• Directions
Keep only the lines that hold the string "root", filtering out the rest of the entries below.
··· Exercise material
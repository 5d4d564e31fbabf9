//! Checkpoint and resume functionality for puzzle histories.
//!
//! A checkpoint records where a history started and every move played
//! since, so a state and its whole parent chain can be rebuilt after a
//! process restart. Checkpoints serialize to JSON for readability or to
//! bincode for compactness.

use crate::builder::PuzzleConfig;
use crate::core::{replay, Disk, Move, PuzzleState};
use chrono::{DateTime, Utc};
use serde::{Deserialize, Serialize};
use tracing::{debug, warn};
use uuid::Uuid;

pub mod error;

pub use error::CheckpointError;

/// Version identifier for checkpoint format
pub const CHECKPOINT_VERSION: u32 = 1;

/// Serializable record of a puzzle state and the moves that reached it.
#[derive(Clone, Debug, PartialEq, Serialize, Deserialize)]
pub struct Checkpoint {
    /// Checkpoint format version
    pub version: u32,

    /// Unique checkpoint identifier
    pub id: Uuid,

    /// When checkpoint was created
    pub timestamp: DateTime<Utc>,

    /// Puzzle dimensions
    pub config: PuzzleConfig,

    /// Configuration of the root state, bottom disk first
    pub start: Vec<Vec<Disk>>,

    /// Moves played from the root, in order
    pub moves: Vec<Move>,

    /// Configuration of the captured state
    pub current: Vec<Vec<Disk>>,
}

impl Checkpoint {
    /// Record `state` and its full history.
    pub fn capture(state: &PuzzleState) -> Self {
        let checkpoint = Self {
            version: CHECKPOINT_VERSION,
            id: Uuid::new_v4(),
            timestamp: Utc::now(),
            config: PuzzleConfig::of(state),
            start: state.root().stacks(),
            moves: state.moves(),
            current: state.stacks(),
        };
        debug!(
            id = %checkpoint.id,
            moves = checkpoint.moves.len(),
            "captured checkpoint"
        );
        checkpoint
    }

    /// Rebuild the captured state by replaying every recorded move.
    ///
    /// The returned state has the same parent chain as the captured one.
    ///
    /// # Errors
    ///
    /// Fails if the version is unsupported, the recorded start is not a
    /// valid configuration, a move is rejected, or the replayed
    /// configuration differs from the recorded one.
    pub fn restore(&self) -> Result<PuzzleState, CheckpointError> {
        if self.version != CHECKPOINT_VERSION {
            return Err(CheckpointError::UnsupportedVersion {
                found: self.version,
                supported: CHECKPOINT_VERSION,
            });
        }
        if self.start.len() != self.config.pegs {
            return Err(CheckpointError::ValidationFailed(format!(
                "start has {} pegs, config says {}",
                self.start.len(),
                self.config.pegs
            )));
        }

        let root = PuzzleState::from_configuration(self.config.disks, self.start.clone())?;
        let state = replay(&root, self.moves.iter().copied())?;

        if state.stacks() != self.current {
            warn!(id = %self.id, "replayed configuration differs from checkpoint");
            return Err(CheckpointError::ValidationFailed(
                "replayed configuration does not match recorded configuration".to_string(),
            ));
        }

        debug!(id = %self.id, depth = state.depth(), "restored checkpoint");
        Ok(state)
    }

    pub fn to_json(&self) -> Result<String, CheckpointError> {
        serde_json::to_string_pretty(self)
            .map_err(|e| CheckpointError::SerializationFailed(e.to_string()))
    }

    pub fn from_json(json: &str) -> Result<Self, CheckpointError> {
        serde_json::from_str(json).map_err(|e| CheckpointError::DeserializationFailed(e.to_string()))
    }

    pub fn to_bytes(&self) -> Result<Vec<u8>, CheckpointError> {
        bincode::serialize(self).map_err(|e| CheckpointError::SerializationFailed(e.to_string()))
    }

    pub fn from_bytes(bytes: &[u8]) -> Result<Self, CheckpointError> {
        bincode::deserialize(bytes)
            .map_err(|e| CheckpointError::DeserializationFailed(e.to_string()))
    }
}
······
• Exercise response
    /// Configuration of the root state, bottom disk first
    /// Moves played from the root, in order
            start: state.root().stacks(),
        let root = PuzzleState::from_configuration(self.config.disks, self.start.clone())?;
        let state = replay(&root, self.moves.iter().copied())?;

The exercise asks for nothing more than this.